Конечно, даже на обозримом отрезке истории театр уже попадал в тупиковые ситуации, но всякий раз умудрялся выбраться из них великолепно преображенным. Авось выберемся и теперь. Но вспомним, за счет какого ресурса он выбрался-преобразился. Ответ вроде бы лежит на поверхности — конечно же благодаря спасительному появлению фигуры режиссера нового современного типа. Целый век не перестаем за него благодарить судьбу. Ведь это он создал спектакль как единое художественное целое, он заключил союз с новой драматургией, позволивший сцене войти в резонанс с переменами жизни общественной и жизни частной. Он нашел поддержку в неудержимом техническом обновлении мира, которое подстегивало, делая осуществимыми самые дерзкие сценические поиски. Потому-то так смело и быстро произошли судьбоносные перемены в мировом театре на границе между девятнадцатым веком и веком двадцатым. Будто хорошо подготовленный к выполнению ответственного задания десант режиссеров-гениев был специально заслан кем-то откуда-то.

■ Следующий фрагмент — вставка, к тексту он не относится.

use std::collections::{BTreeMap, BTreeSet, HashMap, HashSet, VecDeque};
use std::hash::{BuildHasher, Hash};
use std::rc::Rc;
use std::sync::Arc;

/// Structural equality over plain values.
///
/// Implementations compare contents, never identity: two distinct
/// allocations holding equal data are equal. Floats follow the adapter's
/// policy where `NaN` equals `NaN`.
///
/// # Examples
///
/// ```
/// use value_adapter_equal::DeepEqual;
///
/// assert!(f64::NAN.deep_equal(&f64::NAN));
/// assert!(vec![Some(1), None].deep_equal(&vec![Some(1), None]));
/// assert!(!Some(0).deep_equal(&None));
/// ```
pub trait DeepEqual {
    fn deep_equal(&self, other: &Self) -> bool;
}

/// Implements [`DeepEqual`] by delegating to [`PartialEq`].
///
/// Only use this for types whose `PartialEq` is already structural and
/// reflexive (no float fields).
#[macro_export]
macro_rules! impl_deep_equal_via_partial_eq {
    ($($ty:ty),+ $(,)?) => {
        $(
            impl $crate::DeepEqual for $ty {
                #[inline]
                fn deep_equal(&self, other: &Self) -> bool {
                    self == other
                }
            }
        )+
    };
}

impl_deep_equal_via_partial_eq!(
    (),
    bool,
    char,
    u8,
    u16,
    u32,
    u64,
    u128,
    usize,
    i8,
    i16,
    i32,
    i64,
    i128,
    isize,
    str,
    String,
);

macro_rules! impl_float {
    ($($ty:ty),+) => {
        $(
            impl DeepEqual for $ty {
                #[inline]
                fn deep_equal(&self, other: &Self) -> bool {
                    if self.is_nan() {
                        return other.is_nan();
                    }
                    self == other
                }
            }
        )+
    };
}

impl_float!(f32, f64);

impl<T: DeepEqual + ?Sized> DeepEqual for &T {
    #[inline]
    fn deep_equal(&self, other: &Self) -> bool {
        (**self).deep_equal(*other)
    }
}

impl<T: DeepEqual + ?Sized> DeepEqual for Box<T> {
    #[inline]
    fn deep_equal(&self, other: &Self) -> bool {
        (**self).deep_equal(&**other)
    }
}

impl<T: DeepEqual + ?Sized> DeepEqual for Rc<T> {
    #[inline]
    fn deep_equal(&self, other: &Self) -> bool {
        (**self).deep_equal(&**other)
    }
}

impl<T: DeepEqual + ?Sized> DeepEqual for Arc<T> {
    #[inline]
    fn deep_equal(&self, other: &Self) -> bool {
        (**self).deep_equal(&**other)
    }
}

impl<T: DeepEqual> DeepEqual for Option<T> {
    fn deep_equal(&self, other: &Self) -> bool {
        match (self, other) {
            (None, None) => true,
            (Some(a), Some(b)) => a.deep_equal(b),
            _ => false,
        }
    }
}

impl<T: DeepEqual> DeepEqual for [T] {
    fn deep_equal(&self, other: &Self) -> bool {
        if self.len() != other.len() {
            return false;
        }
        self.iter().zip(other).all(|(a, b)| a.deep_equal(b))
    }
}

impl<T: DeepEqual, const N: usize> DeepEqual for [T; N] {
    #[inline]
    fn deep_equal(&self, other: &Self) -> bool {
        self.as_slice().deep_equal(other.as_slice())
    }
}

impl<T: DeepEqual> DeepEqual for Vec<T> {
    #[inline]
    fn deep_equal(&self, other: &Self) -> bool {
        self.as_slice().deep_equal(other.as_slice())
    }
}

impl<T: DeepEqual> DeepEqual for VecDeque<T> {
    fn deep_equal(&self, other: &Self) -> bool {
        if self.len() != other.len() {
            return false;
        }
        self.iter().zip(other).all(|(a, b)| a.deep_equal(b))
    }
}

impl<K: Ord, V: DeepEqual> DeepEqual for BTreeMap<K, V> {
    fn deep_equal(&self, other: &Self) -> bool {
        if self.len() != other.len() {
            return false;
        }
        for (key, val_a) in self {
            match other.get(key) {
                Some(val_b) => {
                    if !val_a.deep_equal(val_b) {
                        return false;
                    }
                }
                None => return false,
            }
        }
        true
    }
}

impl<K: Eq + Hash, V: DeepEqual, S: BuildHasher> DeepEqual for HashMap<K, V, S> {
    fn deep_equal(&self, other: &Self) -> bool {
        if self.len() != other.len() {
            return false;
        }
        for (key, val_a) in self {
            match other.get(key) {
                Some(val_b) => {
                    if !val_a.deep_equal(val_b) {
                        return false;
                    }
                }
                None => return false,
            }
        }
        true
    }
}

// Set members are keys, so `Eq` already is the structural rule.
impl<T: Ord> DeepEqual for BTreeSet<T> {
    #[inline]
    fn deep_equal(&self, other: &Self) -> bool {
        self == other
    }
}

impl<T: Eq + Hash, S: BuildHasher> DeepEqual for HashSet<T, S> {
    #[inline]
    fn deep_equal(&self, other: &Self) -> bool {
        self == other
    }
}

macro_rules! impl_tuple {
    ($($name:ident $idx:tt),+) => {
        impl<$($name: DeepEqual),+> DeepEqual for ($($name,)+) {
            #[inline]
            fn deep_equal(&self, other: &Self) -> bool {
                $(self.$idx.deep_equal(&other.$idx))&&+
            }
        }
    };
}

impl_tuple!(A 0);
impl_tuple!(A 0, B 1);
impl_tuple!(A 0, B 1, C 2);
impl_tuple!(A 0, B 1, C 2, D 3);
impl_tuple!(A 0, B 1, C 2, D 3, E 4);
impl_tuple!(A 0, B 1, C 2, D 3, E 4, F 5);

Смешно было бы отрицать, что представители первого режиссерского поколения, появившиеся вдруг и разом, были выдающимися художниками. Однако дело было еще и в другом. Вместе с убыстрением исторического процесса изменилось информационное мировое пространство. В поле зрения художников нового театрального времени теперь попала не ближайшая пространственно-временная реальность, а самые разные творческие системы, возникавшие в разные периоды в разных культурах,
Но сегодня ситуация совершенно иная.
Общечеловеческий художественный ресурс превратился уже в склад вещей второй свежести. Вот и постмодернизм, заложивший его по второму разу в свою «мясорубку», превративший чужое творческое добро в материал для собственных опытов, лишь на время создал атмосферу эстетического оживления. Но на втором витке запас оказался значительно скромнее и истощился неожиданно быстро. Как термин, лозунг постмодернизм пока (и лишь кое-где) еще сохраняет кое-какую остаточную энергию, но его художественная реальность давно уже исчерпана.